How to Eat Like an Olympic Athlete (recipes included)

Ever had those days in the gym when you just feel unstopped? Like you’re jumping over massive crates and surpassing everyone on the treadmill and you think, dang, I should be in the Olympics. Yeah, me neither.

When people see an Olympic athlete, they think brute strength, impeccable flexibility, and unwavering determination. In the spirit of the Olympic season, we thought we’d open up with a side of the athletes you probably have overlooked: their diet. So here’s the dish on our favorite athletes’ eating habits coupled with a recipe you can follow to be just like them.

Gabby Douglas—U.S Gymnast The 20-year-old made her mark last time by becoming the first African-American all-around winner of the London Olympics. And in an interview, she told Cosmopolitan exactly how she trains and intends to leave the same mark this year.

Right after waking up at 7 AM, Douglas discloses that she revs up her metabolism by drinking a glass of water. And for breakfast, she’ll have a hearty bowl of oatmeal with bananas, two great sources of carbohydrates. The carbs will fuel her body with energy to last her not one or two, but FOUR hours of training.

When she’s in the thick of competitions, (like in a few days from now), she relies on Grandma Douglas to prepare her meals. Cuz let’s face it—ain’t nooobody got time to cook when you’re an Olympic athlete.

Gabby’s meals would consist of sautéed vegetables for more carbs and a bit of fat, and of course, protein. Gabby would eat lean proteins like chicken, turkey, and salmon, which will give her an ample boost of protein without all the extra fat.

And if you want to eat just like her, we’ve created a typical recipe fit for the queen herself. Now nothing’s better than Grammy’s cooking, but it’s just as nutritious.

Here’s a Balsamic Chicken with Roasted Vegetables recipe from that’s as easy as find the seasonings and push it in the oven. Lizzie Armistead—British Cycler While everyone was an antsy high schooler and crashing cars, at 15, Lizzie began proving her potential on a bike. According to, Lizzie Armistead was the first British athlete to bring home an Olympic medal (girl power!)

And Lizzie, the top-ranked female cyclist of the world, gives much credit to her diet. Vegetarian.

Armistead tells The Guardian, “I was brought up as a vegetarian from birth and have been a long distance runner for most of my adult life.” Even though she was constantly topping track records in school, people still doubted her ability to go far on a vegetarian diet.

Oh, but she went far, all right. 87 miles far in the last Olympic games.

Her only challenge is with iron. “My biggest challenge is maintaining my iron level as I miss iron from red meat,” she tells Cycling Tips. However, for all female athletes, it’s going to be a struggle to keep the iron count at a healthy range.

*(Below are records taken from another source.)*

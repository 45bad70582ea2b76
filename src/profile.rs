// Profile Gate - Profile Store
// Copyright 2026 Joseph Stone - All Rights Reserved
//
// Read-only profile document: profile, projects, writing, experience,
// skills. Loaded once at startup from a JSON file, or the embedded sample.
// Queries keep document order; absent filters mean "no filtering".

use serde::{Deserialize, Serialize};
use std::collections::BTreeMap;
use std::path::{Path, PathBuf};
use thiserror::Error;

const EMBEDDED_PROFILE: &str = include_str!("../data/profile.json");

#[derive(Debug, Error)]
pub enum ProfileError {
    #[error("failed to read profile document {path:?}: {source}")]
    Io {
        path: PathBuf,
        #[source]
        source: std::io::Error,
    },
    #[error("invalid profile document: {0}")]
    Parse(#[from] serde_json::Error),
}

#[derive(Debug, Clone, Serialize, Deserialize)]
pub struct ProfileDocument {
    pub profile: Profile,
    #[serde(default)]
    pub projects: Vec<Project>,
    #[serde(default)]
    pub writing: Vec<Writing>,
    #[serde(default)]
    pub experience: Vec<Experience>,
    #[serde(default)]
    pub skills: Vec<SkillGroup>,
}

#[derive(Debug, Clone, Serialize, Deserialize)]
pub struct Profile {
    pub name: String,
    pub headline: String,
    #[serde(default)]
    pub location: Option<String>,
    #[serde(default)]
    pub summary: String,
    #[serde(default, skip_serializing_if = "Option::is_none")]
    pub email: Option<String>,
    #[serde(default)]
    pub links: BTreeMap<String, String>,
    #[serde(default, skip_serializing_if = "Option::is_none")]
    pub availability: Option<String>,
}

#[derive(Debug, Clone, Serialize, Deserialize, PartialEq)]
pub struct Project {
    pub name: String,
    pub description: String,
    #[serde(default)]
    pub tags: Vec<String>,
    #[serde(default)]
    pub featured: bool,
    #[serde(default, skip_serializing_if = "Option::is_none")]
    pub url: Option<String>,
    #[serde(default, skip_serializing_if = "Option::is_none")]
    pub year: Option<u16>,
}

#[derive(Debug, Clone, Serialize, Deserialize, PartialEq)]
pub struct Writing {
    pub title: String,
    pub platform: String,
    pub url: String,
    #[serde(default, skip_serializing_if = "Option::is_none")]
    pub published: Option<String>,
    #[serde(default, skip_serializing_if = "Option::is_none")]
    pub summary: Option<String>,
}

#[derive(Debug, Clone, Serialize, Deserialize, PartialEq)]
pub struct Experience {
    pub company: String,
    pub role: String,
    pub start: String,
    #[serde(default, skip_serializing_if = "Option::is_none")]
    pub end: Option<String>,
    #[serde(default)]
    pub current: bool,
    #[serde(default, skip_serializing_if = "Option::is_none")]
    pub summary: Option<String>,
    #[serde(default)]
    pub highlights: Vec<String>,
}

#[derive(Debug, Clone, Serialize, Deserialize, PartialEq)]
pub struct SkillGroup {
    pub category: String,
    #[serde(default)]
    pub items: Vec<String>,
}

/// Case-insensitive text match
fn same_text(a: &str, b: &str) -> bool {
    a.to_lowercase() == b.to_lowercase()
}

/// In-memory profile document
#[derive(Debug, Clone)]
pub struct ProfileStore {
    doc: ProfileDocument,
}

impl ProfileStore {
    pub fn from_document(doc: ProfileDocument) -> Self {
        Self { doc }
    }

    /// Sample document compiled into the binary
    pub fn embedded() -> Result<Self, ProfileError> {
        Ok(Self::from_document(serde_json::from_str(EMBEDDED_PROFILE)?))
    }

    pub fn load(path: &Path) -> Result<Self, ProfileError> {
        let content = std::fs::read_to_string(path).map_err(|source| ProfileError::Io {
            path: path.to_path_buf(),
            source,
        })?;
        let doc: ProfileDocument = serde_json::from_str(&content)?;
        log::info!(
            "profile loaded from {:?}: {} projects, {} writing, {} roles, {} skill groups",
            path,
            doc.projects.len(),
            doc.writing.len(),
            doc.experience.len(),
            doc.skills.len()
        );
        Ok(Self::from_document(doc))
    }

    /// Configured path if given, embedded sample otherwise
    pub fn open(path: Option<&Path>) -> Result<Self, ProfileError> {
        match path {
            Some(p) => Self::load(p),
            None => Self::embedded(),
        }
    }

    pub fn profile(&self) -> &Profile {
        &self.doc.profile
    }

    /// Projects whose tag set contains `tag` (case-insensitive)
    pub fn projects(&self, tag: Option<&str>, featured_only: bool) -> Vec<&Project> {
        self.doc
            .projects
            .iter()
            .filter(|p| !featured_only || p.featured)
            .filter(|p| tag.map_or(true, |t| p.tags.iter().any(|pt| same_text(pt, t))))
            .collect()
    }

    /// Writing from `platform`, first `limit` in document order
    pub fn writing(&self, platform: Option<&str>, limit: Option<usize>) -> Vec<&Writing> {
        self.doc
            .writing
            .iter()
            .filter(|w| platform.map_or(true, |p| same_text(&w.platform, p)))
            .take(limit.unwrap_or(usize::MAX))
            .collect()
    }

    pub fn experience(&self, current_only: bool) -> Vec<&Experience> {
        self.doc
            .experience
            .iter()
            .filter(|e| !current_only || e.current)
            .collect()
    }

    pub fn skills(&self, category: Option<&str>) -> Vec<&SkillGroup> {
        self.doc
            .skills
            .iter()
            .filter(|s| category.map_or(true, |c| same_text(&s.category, c)))
            .collect()
    }
}

// ============================================================================
// TESTS
// ============================================================================

#[cfg(test)]
mod tests {
    use super::*;
    use tempfile::tempdir;

    fn store() -> ProfileStore {
        ProfileStore::embedded().unwrap()
    }

    #[test]
    fn embedded_document_parses() {
        let store = store();
        assert!(!store.profile().name.is_empty());
        assert!(!store.projects(None, false).is_empty());
        assert!(!store.writing(None, None).is_empty());
        assert!(!store.experience(false).is_empty());
        assert!(!store.skills(None).is_empty());
    }

    #[test]
    fn tag_filter_is_case_insensitive_subsequence() {
        let store = store();
        let all = store.projects(None, false);
        let lower = store.projects(Some("rust"), false);
        let upper = store.projects(Some("RUST"), false);
        assert_eq!(lower, upper);
        assert!(!lower.is_empty());

        let expected: Vec<&Project> = all
            .iter()
            .copied()
            .filter(|p| p.tags.iter().any(|t| t.eq_ignore_ascii_case("rust")))
            .collect();
        assert_eq!(lower, expected);
    }

    #[test]
    fn unknown_tag_yields_empty() {
        assert!(store().projects(Some("cobol-on-mars"), false).is_empty());
    }

    #[test]
    fn featured_only_filters() {
        let store = store();
        let featured = store.projects(None, true);
        assert!(featured.iter().all(|p| p.featured));
        assert!(featured.len() < store.projects(None, false).len());
    }

    #[test]
    fn writing_limit_keeps_order() {
        let store = store();
        let all = store.writing(None, None);
        assert_eq!(store.writing(None, Some(2)), all[..2].to_vec());
        assert_eq!(store.writing(None, Some(0)), Vec::<&Writing>::new());
        assert_eq!(store.writing(None, Some(all.len() + 10)), all);
    }

    #[test]
    fn writing_platform_filter() {
        let store = store();
        let blog = store.writing(Some("Blog"), None);
        assert!(!blog.is_empty());
        assert!(blog.iter().all(|w| w.platform.eq_ignore_ascii_case("blog")));
    }

    #[test]
    fn experience_current_only() {
        let store = store();
        let current = store.experience(true);
        assert_eq!(current.len(), 1);
        assert!(current[0].current);
    }

    #[test]
    fn skills_category_filter() {
        let store = store();
        let langs = store.skills(Some("languages"));
        assert_eq!(langs.len(), 1);
        assert!(store.skills(Some("nope")).is_empty());
    }

    #[test]
    fn load_reports_missing_and_invalid_files() {
        let dir = tempdir().unwrap();
        let missing = ProfileStore::load(&dir.path().join("missing.json"));
        assert!(matches!(missing, Err(ProfileError::Io { .. })));

        let bad = dir.path().join("bad.json");
        std::fs::write(&bad, "{\"profile\": 3}").unwrap();
        assert!(matches!(ProfileStore::load(&bad), Err(ProfileError::Parse(_))));
    }

    #[test]
    fn load_minimal_document() {
        let dir = tempdir().unwrap();
        let path = dir.path().join("p.json");
        std::fs::write(&path, r#"{"profile": {"name": "Ada", "headline": "Engineer"}}"#).unwrap();
        let store = ProfileStore::open(Some(&path)).unwrap();
        assert_eq!(store.profile().name, "Ada");
        assert!(store.projects(None, false).is_empty());
    }
}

So here’s an iron-rich recipe to give you the nutritious boost your body demands without eating corpses (her words, not mine).

Here’s Lisa’s Overnight Acai Berry Oats that’s so convenient because it only uses 5 ingredients!

Kendrick Yahcob Farris—U.S Weightlifter Fellow U.S athlete, Kendrick Farris also has impeccable diet habits: not only is he the only male U.S weightlifter in the Olympics, but he’s also vegan.

But before you let that sink in, I want you to look at him. With his biceps and triceps and QUADS, oh my.

And you thought vegans were frail.

And you thought vegans were protein deficient.

And you thought vegan athletes didn’t exist.

I bet you weren’t even expecting to see “vegan” and “weightlifter” in the same sentence, huh. Well, neither did this three-time-gold-medal champion in the beginning. Kendrick went vegan two years ago, right after the birth of his son.

Well, we thank little Farris for indirectly showing the world that, yes, you can lift weights—207 pounds of weight—with no animals harmed in the process.

And if you want to do just the same, here’s a protein-rich recipe to help you nurture your body and reach your fitness goals.

Gaby’s Black Bean Sweet Potato Chili features protein-dense quinoa and black beans, and the flavors are so rich and juicy, you’ll be asking yourself, who needs meat anyways?

If you were looking for a set list of things all Olympic athletes eat to stay in tip-top shape, stop looking. There’s no universal Olympic diet. Every athlete fuels their body with whatever their body needs, and this should be your biggest takeaway from this.

You don’t have to give up meat to be as fit and strong as an Olympian, and you sure don’t need meat to build muscle either. These athletes’ bodies are taking them to unbeatable strengths and lengths, but you don’t have to be an athlete to reap the same benefits. Treat your body with whole, nutritious foods right now and it’ll treat you right in the future.